Copy each line of the entries below that contains the string "environment".

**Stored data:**
==============================
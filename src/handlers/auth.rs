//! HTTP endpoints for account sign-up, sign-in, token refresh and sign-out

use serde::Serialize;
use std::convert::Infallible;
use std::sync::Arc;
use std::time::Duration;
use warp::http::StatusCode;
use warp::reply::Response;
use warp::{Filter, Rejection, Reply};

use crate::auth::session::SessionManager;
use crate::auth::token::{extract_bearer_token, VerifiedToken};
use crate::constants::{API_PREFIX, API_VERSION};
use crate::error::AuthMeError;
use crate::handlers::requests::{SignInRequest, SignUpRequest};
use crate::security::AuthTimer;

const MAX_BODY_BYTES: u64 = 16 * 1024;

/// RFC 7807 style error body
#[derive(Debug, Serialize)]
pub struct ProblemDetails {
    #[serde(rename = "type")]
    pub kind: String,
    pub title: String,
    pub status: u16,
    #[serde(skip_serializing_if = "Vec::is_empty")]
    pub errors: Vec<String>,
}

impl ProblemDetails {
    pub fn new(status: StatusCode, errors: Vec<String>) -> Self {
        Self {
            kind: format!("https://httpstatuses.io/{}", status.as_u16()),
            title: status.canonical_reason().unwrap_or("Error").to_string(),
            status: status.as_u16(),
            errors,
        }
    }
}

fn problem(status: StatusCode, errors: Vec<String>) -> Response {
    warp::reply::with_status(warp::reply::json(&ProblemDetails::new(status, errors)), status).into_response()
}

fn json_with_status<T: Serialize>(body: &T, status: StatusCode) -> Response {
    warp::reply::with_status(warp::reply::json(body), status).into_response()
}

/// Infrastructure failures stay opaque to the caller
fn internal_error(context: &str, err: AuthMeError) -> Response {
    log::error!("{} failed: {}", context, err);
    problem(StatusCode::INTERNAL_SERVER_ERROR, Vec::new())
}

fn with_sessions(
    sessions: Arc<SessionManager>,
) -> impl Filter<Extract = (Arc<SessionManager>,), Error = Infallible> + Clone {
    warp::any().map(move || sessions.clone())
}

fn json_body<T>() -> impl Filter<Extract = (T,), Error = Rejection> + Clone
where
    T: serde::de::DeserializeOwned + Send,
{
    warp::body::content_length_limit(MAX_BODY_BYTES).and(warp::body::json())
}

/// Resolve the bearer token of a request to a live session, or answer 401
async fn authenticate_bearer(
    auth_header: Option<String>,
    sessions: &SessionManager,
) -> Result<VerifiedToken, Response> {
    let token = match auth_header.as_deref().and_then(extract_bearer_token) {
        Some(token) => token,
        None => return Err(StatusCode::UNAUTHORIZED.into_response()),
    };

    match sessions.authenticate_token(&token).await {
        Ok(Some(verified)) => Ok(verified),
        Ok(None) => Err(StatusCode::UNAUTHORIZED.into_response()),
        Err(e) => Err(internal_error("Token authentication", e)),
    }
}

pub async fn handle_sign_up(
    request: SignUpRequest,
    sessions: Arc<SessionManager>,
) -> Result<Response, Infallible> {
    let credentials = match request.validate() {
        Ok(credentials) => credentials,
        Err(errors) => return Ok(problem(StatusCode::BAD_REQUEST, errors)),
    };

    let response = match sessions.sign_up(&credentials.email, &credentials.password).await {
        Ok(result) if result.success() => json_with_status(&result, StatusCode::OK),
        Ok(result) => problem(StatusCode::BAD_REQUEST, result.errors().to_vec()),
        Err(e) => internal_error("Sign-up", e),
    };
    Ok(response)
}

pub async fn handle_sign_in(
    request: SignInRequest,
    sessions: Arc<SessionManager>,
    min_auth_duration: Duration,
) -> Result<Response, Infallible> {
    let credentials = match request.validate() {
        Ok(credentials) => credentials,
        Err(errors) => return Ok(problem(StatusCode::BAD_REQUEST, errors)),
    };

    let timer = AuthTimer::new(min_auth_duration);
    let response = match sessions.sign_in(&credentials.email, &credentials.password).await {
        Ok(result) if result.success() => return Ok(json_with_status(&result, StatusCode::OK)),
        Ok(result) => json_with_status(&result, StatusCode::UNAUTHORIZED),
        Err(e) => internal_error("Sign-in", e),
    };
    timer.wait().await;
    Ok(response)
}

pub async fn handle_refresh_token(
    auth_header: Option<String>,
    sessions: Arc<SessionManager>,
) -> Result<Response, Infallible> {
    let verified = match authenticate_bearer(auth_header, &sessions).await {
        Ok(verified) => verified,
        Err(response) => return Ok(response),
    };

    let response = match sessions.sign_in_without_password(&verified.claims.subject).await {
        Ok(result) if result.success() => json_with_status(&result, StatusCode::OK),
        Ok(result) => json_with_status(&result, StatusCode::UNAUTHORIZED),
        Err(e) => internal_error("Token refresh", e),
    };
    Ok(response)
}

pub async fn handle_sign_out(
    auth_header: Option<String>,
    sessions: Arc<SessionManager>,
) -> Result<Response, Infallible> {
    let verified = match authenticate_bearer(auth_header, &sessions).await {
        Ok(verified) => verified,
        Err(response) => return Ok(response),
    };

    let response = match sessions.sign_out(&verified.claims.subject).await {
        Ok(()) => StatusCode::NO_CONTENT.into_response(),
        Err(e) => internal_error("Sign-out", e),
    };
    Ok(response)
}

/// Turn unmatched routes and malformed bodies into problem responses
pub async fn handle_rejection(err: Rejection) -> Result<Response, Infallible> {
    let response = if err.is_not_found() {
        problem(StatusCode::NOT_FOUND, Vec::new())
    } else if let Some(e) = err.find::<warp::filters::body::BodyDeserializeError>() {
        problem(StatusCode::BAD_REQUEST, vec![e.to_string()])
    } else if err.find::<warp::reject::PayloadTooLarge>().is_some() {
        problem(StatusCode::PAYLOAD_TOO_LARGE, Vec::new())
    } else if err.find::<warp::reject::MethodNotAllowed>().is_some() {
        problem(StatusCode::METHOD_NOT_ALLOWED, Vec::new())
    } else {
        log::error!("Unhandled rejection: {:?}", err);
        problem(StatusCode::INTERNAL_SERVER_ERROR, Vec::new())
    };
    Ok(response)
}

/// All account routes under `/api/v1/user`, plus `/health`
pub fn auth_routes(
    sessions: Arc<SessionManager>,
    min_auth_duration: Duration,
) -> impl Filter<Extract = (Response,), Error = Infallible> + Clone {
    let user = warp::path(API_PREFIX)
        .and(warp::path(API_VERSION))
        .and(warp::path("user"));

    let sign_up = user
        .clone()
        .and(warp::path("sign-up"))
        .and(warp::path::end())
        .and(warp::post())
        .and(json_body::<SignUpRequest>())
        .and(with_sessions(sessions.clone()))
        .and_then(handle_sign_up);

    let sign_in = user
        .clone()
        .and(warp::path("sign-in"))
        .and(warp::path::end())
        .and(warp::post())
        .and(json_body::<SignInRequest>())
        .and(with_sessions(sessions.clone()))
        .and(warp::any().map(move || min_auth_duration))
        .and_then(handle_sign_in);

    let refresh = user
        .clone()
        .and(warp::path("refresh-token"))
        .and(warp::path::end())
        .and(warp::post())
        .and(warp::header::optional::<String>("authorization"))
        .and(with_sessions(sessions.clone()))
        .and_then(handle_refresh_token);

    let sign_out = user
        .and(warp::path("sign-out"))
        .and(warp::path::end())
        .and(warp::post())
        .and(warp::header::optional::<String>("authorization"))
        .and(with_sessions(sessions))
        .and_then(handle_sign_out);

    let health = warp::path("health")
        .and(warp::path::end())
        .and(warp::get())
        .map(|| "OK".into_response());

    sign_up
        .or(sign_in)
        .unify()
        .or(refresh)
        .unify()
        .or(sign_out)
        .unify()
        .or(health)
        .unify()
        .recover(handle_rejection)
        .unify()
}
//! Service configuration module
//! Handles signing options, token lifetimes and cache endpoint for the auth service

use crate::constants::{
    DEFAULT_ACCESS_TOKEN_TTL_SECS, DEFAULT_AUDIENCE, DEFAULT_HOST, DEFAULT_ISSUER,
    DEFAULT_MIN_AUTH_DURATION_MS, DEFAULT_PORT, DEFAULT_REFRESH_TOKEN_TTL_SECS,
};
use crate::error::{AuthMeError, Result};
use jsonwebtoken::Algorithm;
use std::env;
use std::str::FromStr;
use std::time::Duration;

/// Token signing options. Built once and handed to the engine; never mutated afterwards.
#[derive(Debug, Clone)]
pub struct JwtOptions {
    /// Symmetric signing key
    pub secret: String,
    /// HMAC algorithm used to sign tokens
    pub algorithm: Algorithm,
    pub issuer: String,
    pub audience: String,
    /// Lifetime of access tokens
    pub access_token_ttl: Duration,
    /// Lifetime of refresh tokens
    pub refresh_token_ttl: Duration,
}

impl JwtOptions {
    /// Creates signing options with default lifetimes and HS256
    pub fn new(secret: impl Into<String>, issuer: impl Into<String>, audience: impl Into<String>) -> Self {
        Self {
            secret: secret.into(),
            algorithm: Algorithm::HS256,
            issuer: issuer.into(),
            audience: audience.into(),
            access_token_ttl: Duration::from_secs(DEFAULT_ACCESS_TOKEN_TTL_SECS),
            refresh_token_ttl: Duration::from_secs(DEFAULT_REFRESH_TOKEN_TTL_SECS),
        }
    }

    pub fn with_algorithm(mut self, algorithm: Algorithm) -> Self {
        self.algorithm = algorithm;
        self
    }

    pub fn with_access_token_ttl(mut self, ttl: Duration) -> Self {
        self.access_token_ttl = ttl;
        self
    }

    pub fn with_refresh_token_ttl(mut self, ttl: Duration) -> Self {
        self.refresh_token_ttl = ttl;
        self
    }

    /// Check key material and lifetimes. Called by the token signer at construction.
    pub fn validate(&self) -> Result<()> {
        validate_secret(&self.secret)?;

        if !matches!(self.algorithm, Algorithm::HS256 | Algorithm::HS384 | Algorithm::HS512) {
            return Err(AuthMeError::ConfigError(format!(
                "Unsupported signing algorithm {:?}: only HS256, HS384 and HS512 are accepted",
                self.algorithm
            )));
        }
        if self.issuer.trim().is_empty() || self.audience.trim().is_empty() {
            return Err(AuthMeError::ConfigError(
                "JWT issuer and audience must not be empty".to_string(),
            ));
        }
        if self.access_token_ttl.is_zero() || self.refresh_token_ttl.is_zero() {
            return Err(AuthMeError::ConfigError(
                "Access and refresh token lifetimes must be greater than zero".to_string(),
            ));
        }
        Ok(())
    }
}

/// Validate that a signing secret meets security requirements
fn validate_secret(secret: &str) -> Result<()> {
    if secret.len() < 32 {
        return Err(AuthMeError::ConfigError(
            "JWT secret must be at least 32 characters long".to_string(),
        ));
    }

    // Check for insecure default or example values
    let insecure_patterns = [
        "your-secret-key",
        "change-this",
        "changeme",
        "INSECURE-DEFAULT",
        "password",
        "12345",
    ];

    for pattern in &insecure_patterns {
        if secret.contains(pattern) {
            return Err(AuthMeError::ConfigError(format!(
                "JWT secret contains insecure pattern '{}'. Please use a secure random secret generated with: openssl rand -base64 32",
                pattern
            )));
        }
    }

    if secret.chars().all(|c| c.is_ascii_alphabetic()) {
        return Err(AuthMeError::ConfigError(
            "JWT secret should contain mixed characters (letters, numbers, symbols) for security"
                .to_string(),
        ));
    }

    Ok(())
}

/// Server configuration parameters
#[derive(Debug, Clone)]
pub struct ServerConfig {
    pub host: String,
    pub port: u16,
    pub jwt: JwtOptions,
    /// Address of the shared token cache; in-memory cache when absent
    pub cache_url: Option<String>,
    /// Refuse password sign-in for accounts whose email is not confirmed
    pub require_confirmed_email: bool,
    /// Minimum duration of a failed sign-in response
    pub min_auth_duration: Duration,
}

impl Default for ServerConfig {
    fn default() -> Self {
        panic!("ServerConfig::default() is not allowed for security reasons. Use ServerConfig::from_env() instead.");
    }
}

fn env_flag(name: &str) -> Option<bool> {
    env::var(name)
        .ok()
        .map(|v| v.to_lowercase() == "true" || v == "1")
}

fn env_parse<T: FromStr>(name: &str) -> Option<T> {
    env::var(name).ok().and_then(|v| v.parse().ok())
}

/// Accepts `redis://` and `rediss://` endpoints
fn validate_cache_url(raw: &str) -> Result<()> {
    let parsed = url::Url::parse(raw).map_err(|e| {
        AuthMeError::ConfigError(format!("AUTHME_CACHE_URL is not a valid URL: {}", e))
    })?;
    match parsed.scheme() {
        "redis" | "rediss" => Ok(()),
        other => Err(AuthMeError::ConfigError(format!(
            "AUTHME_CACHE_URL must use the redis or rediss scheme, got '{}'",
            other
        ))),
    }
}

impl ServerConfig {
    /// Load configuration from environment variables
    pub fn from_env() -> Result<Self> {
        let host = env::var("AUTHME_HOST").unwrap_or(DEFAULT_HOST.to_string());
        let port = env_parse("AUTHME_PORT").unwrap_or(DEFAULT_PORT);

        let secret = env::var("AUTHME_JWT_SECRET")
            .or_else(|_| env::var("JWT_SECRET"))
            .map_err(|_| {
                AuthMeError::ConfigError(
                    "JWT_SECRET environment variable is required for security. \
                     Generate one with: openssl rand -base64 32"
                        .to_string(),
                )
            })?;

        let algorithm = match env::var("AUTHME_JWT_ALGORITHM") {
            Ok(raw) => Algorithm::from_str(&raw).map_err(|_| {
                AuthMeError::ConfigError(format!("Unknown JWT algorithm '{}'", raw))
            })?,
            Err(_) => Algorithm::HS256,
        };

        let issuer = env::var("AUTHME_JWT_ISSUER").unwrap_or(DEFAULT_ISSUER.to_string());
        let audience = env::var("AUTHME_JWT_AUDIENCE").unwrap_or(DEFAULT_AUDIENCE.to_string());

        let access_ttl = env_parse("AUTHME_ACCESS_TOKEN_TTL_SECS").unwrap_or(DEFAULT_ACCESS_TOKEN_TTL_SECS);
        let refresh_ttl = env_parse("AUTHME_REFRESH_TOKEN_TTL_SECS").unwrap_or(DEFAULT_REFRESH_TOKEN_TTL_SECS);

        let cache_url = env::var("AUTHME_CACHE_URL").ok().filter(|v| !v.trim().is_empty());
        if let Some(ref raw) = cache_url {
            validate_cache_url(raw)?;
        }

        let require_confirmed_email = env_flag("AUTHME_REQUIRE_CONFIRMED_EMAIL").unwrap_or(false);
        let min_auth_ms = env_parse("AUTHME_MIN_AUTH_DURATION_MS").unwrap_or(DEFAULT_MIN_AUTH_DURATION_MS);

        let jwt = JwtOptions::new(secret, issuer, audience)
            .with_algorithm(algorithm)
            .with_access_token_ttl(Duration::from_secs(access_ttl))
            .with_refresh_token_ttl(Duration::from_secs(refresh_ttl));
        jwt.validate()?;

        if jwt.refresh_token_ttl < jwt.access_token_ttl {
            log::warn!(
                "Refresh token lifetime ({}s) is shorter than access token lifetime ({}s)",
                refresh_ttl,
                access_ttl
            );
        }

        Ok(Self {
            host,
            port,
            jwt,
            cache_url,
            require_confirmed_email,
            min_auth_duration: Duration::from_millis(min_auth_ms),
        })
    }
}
==============================
**Task answer:**
    /// Load configuration from environment variables
                    "JWT_SECRET environment variable is required for security. \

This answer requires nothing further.